What you will do> How many lines below contain the word "update"? Answer with that number alone.

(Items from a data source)
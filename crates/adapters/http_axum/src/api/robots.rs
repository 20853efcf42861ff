//! JSON REST handlers for robots.

use axum::Json;
use axum::extract::{Path, State};
use axum::response::{IntoResponse, Response};

use robodesk_app::ports::{
    InspectionRepository, RobotRepository, SessionStore, TaskRepository, TemplateSource,
    UserDirectory,
};
use robodesk_domain::id::RobotId;
use robodesk_domain::robot::Robot;

use super::parse_id;
use crate::error::ApiError;
use crate::state::AppState;

/// Possible responses from the list endpoint.
pub enum ListResponse {
    Ok(Json<Vec<Robot>>),
}

impl IntoResponse for ListResponse {
    fn into_response(self) -> Response {
        match self {
            Self::Ok(json) => json.into_response(),
        }
    }
}

/// Possible responses from the get and unbind endpoints.
pub enum RobotResponse {
    Ok(Json<Robot>),
}

impl IntoResponse for RobotResponse {
    fn into_response(self) -> Response {
        match self {
            Self::Ok(json) => json.into_response(),
        }
    }
}

/// `GET /api/robots`
pub async fn list<RR, TR, TS, IR, U, S>(
    State(state): State<AppState<RR, TR, TS, IR, U, S>>,
) -> Result<ListResponse, ApiError>
where
    RR: RobotRepository + Send + Sync + 'static,
    TR: TaskRepository + Send + Sync + 'static,
    TS: TemplateSource + Send + Sync + 'static,
    IR: InspectionRepository + Send + Sync + 'static,
    U: UserDirectory + Send + Sync + 'static,
    S: SessionStore + Send + Sync + 'static,
{
    let robots = state.robot_service.list_robots().await?;
    Ok(ListResponse::Ok(Json(robots)))
}

/// `GET /api/robots/:id`
pub async fn get<RR, TR, TS, IR, U, S>(
    State(state): State<AppState<RR, TR, TS, IR, U, S>>,
    Path(id): Path<String>,
) -> Result<RobotResponse, ApiError>
where
    RR: RobotRepository + Send + Sync + 'static,
    TR: TaskRepository + Send + Sync + 'static,
    TS: TemplateSource + Send + Sync + 'static,
    IR: InspectionRepository + Send + Sync + 'static,
    U: UserDirectory + Send + Sync + 'static,
    S: SessionStore + Send + Sync + 'static,
{
    let robot_id: RobotId = parse_id(&id)?;
    let robot = state.robot_service.get_robot(robot_id).await?;
    Ok(RobotResponse::Ok(Json(robot)))
}

/// `DELETE /api/robots/:id/account`
pub async fn unbind_account<RR, TR, TS, IR, U, S>(
    State(state): State<AppState<RR, TR, TS, IR, U, S>>,
    Path(id): Path<String>,
) -> Result<RobotResponse, ApiError>
where
    RR: RobotRepository + Send + Sync + 'static,
    TR: TaskRepository + Send + Sync + 'static,
    TS: TemplateSource + Send + Sync + 'static,
    IR: InspectionRepository + Send + Sync + 'static,
    U: UserDirectory + Send + Sync + 'static,
    S: SessionStore + Send + Sync + 'static,
{
    let robot_id: RobotId = parse_id(&id)?;
    let robot = state.robot_service.unbind_account(robot_id).await?;
    Ok(RobotResponse::Ok(Json(robot)))
}
use leptos::prelude::*;
use leptos_router::components::A;
use leptos_router::hooks::use_navigate;

use crate::session::use_session;

#[component]
pub fn Nav() -> impl IntoView {
    let session = use_session();
    let navigate = use_navigate();

    let sign_out = move |_| {
        session.sign_out();
        navigate("/login", Default::default());
    };

    view! {
        <nav>
            <span class="brand">"robodesk"</span>
            <Show when=move || session.is_signed_in()>
                <ul>
                    <li><A href="/">"Digital employees"</A></li>
                </ul>
                <span class="who">
                    {move || session.user().map(|user| user.display_name).unwrap_or_default()}
                </span>
                <button class="sign-out" on:click=sign_out.clone()>"Sign out"</button>
            </Show>
        </nav>
    }
}
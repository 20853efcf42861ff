//! Storage ports: repository traits for robots and their tasks.

use std::future::Future;
use std::sync::Arc;

use robodesk_domain::error::RoboDeskError;
use robodesk_domain::id::{RobotId, TaskId};
use robodesk_domain::robot::Robot;
use robodesk_domain::task::Task;

/// Repository for querying and updating [`Robot`]s.
pub trait RobotRepository {
    /// Get a robot by its unique identifier.
    fn get_by_id(
        &self,
        id: RobotId,
    ) -> impl Future<Output = Result<Option<Robot>, RoboDeskError>> + Send;

    /// Get all robots, ordered by creation time.
    fn get_all(&self) -> impl Future<Output = Result<Vec<Robot>, RoboDeskError>> + Send;

    /// Replace an existing robot.
    fn update(&self, robot: Robot) -> impl Future<Output = Result<Robot, RoboDeskError>> + Send;
}

/// Repository for persisting and querying [`Task`]s.
pub trait TaskRepository {
    /// Store a new task.
    fn create(&self, task: Task) -> impl Future<Output = Result<Task, RoboDeskError>> + Send;

    /// Get a task by its unique identifier.
    fn get_by_id(
        &self,
        id: TaskId,
    ) -> impl Future<Output = Result<Option<Task>, RoboDeskError>> + Send;

    /// Get the tasks owned by a robot, oldest first.
    fn find_by_robot(
        &self,
        robot_id: RobotId,
    ) -> impl Future<Output = Result<Vec<Task>, RoboDeskError>> + Send;

    /// Replace an existing task.
    fn update(&self, task: Task) -> impl Future<Output = Result<Task, RoboDeskError>> + Send;

    /// Delete a task by its unique identifier.
    fn delete(&self, id: TaskId) -> impl Future<Output = Result<(), RoboDeskError>> + Send;
}

impl<T: RobotRepository + Send + Sync> RobotRepository for Arc<T> {
    fn get_by_id(
        &self,
        id: RobotId,
    ) -> impl Future<Output = Result<Option<Robot>, RoboDeskError>> + Send {
        (**self).get_by_id(id)
    }

    fn get_all(&self) -> impl Future<Output = Result<Vec<Robot>, RoboDeskError>> + Send {
        (**self).get_all()
    }

    fn update(&self, robot: Robot) -> impl Future<Output = Result<Robot, RoboDeskError>> + Send {
        (**self).update(robot)
    }
}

Exercise response> 4